Start of Block

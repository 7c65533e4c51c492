//! `evmkit address | keccak | units | hex | number`

use anyhow::{bail, Result};
use evmkit_evm::{
    analyze_address, compute_keccak,
    convert::{decimal_to_hex, hex_to_decimal, hex_to_text, text_to_hex},
    convert_units, HashMode, Unit,
};

use crate::input::print_json;

pub fn address(input: &str, json: bool) -> Result<()> {
    let report = analyze_address(input);
    if json {
        return print_json(&report);
    }
    match (&report.checksum, &report.error) {
        (Some(checksum), _) => {
            println!("Valid:    ✓");
            println!("Checksum: {checksum}");
            if report.already_checksummed == Some(false) {
                println!("(input was not checksummed)");
            }
            Ok(())
        }
        (None, Some(error)) => bail!("invalid address: {error}"),
        (None, None) => bail!("invalid address"),
    }
}

pub fn keccak(input: &str, mode: HashMode, strip_whitespace: bool, json: bool) -> Result<()> {
    let hash = compute_keccak(input, mode, strip_whitespace)?;
    if json {
        return print_json(&serde_json::json!({ "hash": hash }));
    }
    println!("{hash}");
    Ok(())
}

pub fn units(amount: &str, unit: Unit, hex_as_wei: bool, json: bool) -> Result<()> {
    let values = convert_units(amount, unit, hex_as_wei)?;
    if json {
        return print_json(&values);
    }
    println!("wei:   {}", values.wei);
    println!("gwei:  {}", values.gwei);
    println!("ether: {}", values.ether);
    Ok(())
}

pub fn hex(input: &str, decode: bool, json: bool) -> Result<()> {
    let conversion = if decode {
        hex_to_text(input)?
    } else {
        text_to_hex(input)
    };
    if json {
        return print_json(&conversion);
    }
    if decode {
        println!("{}", conversion.text);
    } else {
        println!("{}", conversion.hex);
    }
    println!("({} bytes)", conversion.byte_length);
    Ok(())
}

pub fn number(input: &str, from_hex: bool, json: bool) -> Result<()> {
    let conversion = if from_hex {
        hex_to_decimal(input)?
    } else {
        decimal_to_hex(input)?
    };
    if json {
        return print_json(&conversion);
    }
    println!("decimal: {}", conversion.decimal);
    println!("hex:     {}", conversion.hex);
    Ok(())
}
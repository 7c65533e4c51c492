//! EIP-712 typed structured data: build, hash, verify.
//!
//! The pipeline has three stages with separate outcomes:
//!
//! 1. **Build**: parse the `domain`, `types` and `message` JSON sections and
//!    resolve the primary type ([`TypedDataDocument::build`]).
//! 2. **Hash**: `digest = keccak256(0x19 0x01 ‖ domainSeparator ‖ hashStruct(message))`
//!    ([`TypedDataDocument::hash`]).
//! 3. **Verify**: recover the signer of the digest, re-derived from the
//!    document every time ([`verify_typed_signature`]).
//!
//! `encodeType` lists the primary type first and every referenced struct
//! type after it, sorted by name. Struct members hash recursively, arrays
//! hash the concatenation of their encoded elements, `string`/`bytes` hash
//! their contents. Recursive type references are rejected.
//!
//! # Reference
//! <https://eips.ethereum.org/EIPS/eip-712>

use std::collections::BTreeSet;

use alloy_primitives::{Address, U256};
use evmkit_core::{
    error::{TypedDataError, VerifyError},
    hexstr, keccak256, keccak256_concat,
    types::TypeDescriptor,
    value::Integer,
};
use indexmap::IndexMap;
use serde::{Deserialize, Serialize};
use serde_json::{Map, Value};

use crate::signature::{RecoverableSignature, Verification};

/// Name of the domain struct type.
pub const DOMAIN_TYPE: &str = "EIP712Domain";

/// Domain fields in canonical order, with their EIP-712 types.
const DOMAIN_FIELDS: [(&str, &str); 5] = [
    ("name", "string"),
    ("version", "string"),
    ("chainId", "uint256"),
    ("verifyingContract", "address"),
    ("salt", "bytes32"),
];

/// A single field within an EIP-712 type definition.
#[derive(Debug, Clone, Serialize, Deserialize, PartialEq, Eq)]
pub struct TypedField {
    pub name: String,
    /// Solidity type string (e.g. "address", "uint256", "Person[]")
    #[serde(rename = "type")]
    pub ty: String,
}

impl TypedField {
    pub fn new(name: impl Into<String>, ty: impl Into<String>) -> Self {
        Self {
            name: name.into(),
            ty: ty.into(),
        }
    }
}

/// Struct name → ordered fields, in declaration order.
pub type TypeTable = IndexMap<String, Vec<TypedField>>;

/// A validated typed-data document, ready to hash.
#[derive(Debug, Clone, PartialEq)]
pub struct TypedDataDocument {
    domain: Map<String, Value>,
    types: TypeTable,
    message: Map<String, Value>,
    primary_type: String,
}

/// Hash-stage output.
#[derive(Debug, Clone, PartialEq, Eq, Serialize)]
#[serde(rename_all = "camelCase")]
pub struct TypedDataHash {
    pub primary_type: String,
    pub encoded_type: String,
    pub domain_separator: String,
    pub struct_hash: String,
    pub digest: String,
}
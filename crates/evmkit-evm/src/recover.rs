//! Signer recovery from a raw 32-byte digest.

use evmkit_core::error::SignatureError;
use serde::Serialize;

use crate::signature::{parse_digest, Parity, RecoverableSignature};

/// A recovered signer in both display forms.
#[derive(Debug, Clone, PartialEq, Eq, Serialize)]
pub struct RecoveredAddress {
    /// EIP-55 checksummed.
    pub address: String,
    pub lower: String,
}

/// Recover from a digest and a combined 65-byte signature.
pub fn recover_from_digest(digest: &str, signature: &str) -> Result<RecoveredAddress, SignatureError> {
    let digest = parse_digest(digest)?;
    let signature = RecoverableSignature::from_hex(signature)?;
    recovered(&signature, &digest)
}

/// Recover from a digest and split `r`, `s`, parity.
pub fn recover_from_parts(
    digest: &str,
    r: &str,
    s: &str,
    parity: Parity,
) -> Result<RecoveredAddress, SignatureError> {
    let digest = parse_digest(digest)?;
    let signature = RecoverableSignature::from_parts(r, s, parity)?;
    recovered(&signature, &digest)
}

fn recovered(
    signature: &RecoverableSignature,
    digest: &[u8; 32],
) -> Result<RecoveredAddress, SignatureError> {
    let address = signature.recover_address(digest)?.to_checksum(None);
    let lower = address.to_lowercase();
    Ok(RecoveredAddress { address, lower })
}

End of Block

TRY IT> Copy, from the material, each line that holds the string "HashMode".

RESULT OF THE TASK>
    convert_units, HashMode, Unit,
pub fn keccak(input: &str, mode: HashMode, strip_whitespace: bool, json: bool) -> Result<()> {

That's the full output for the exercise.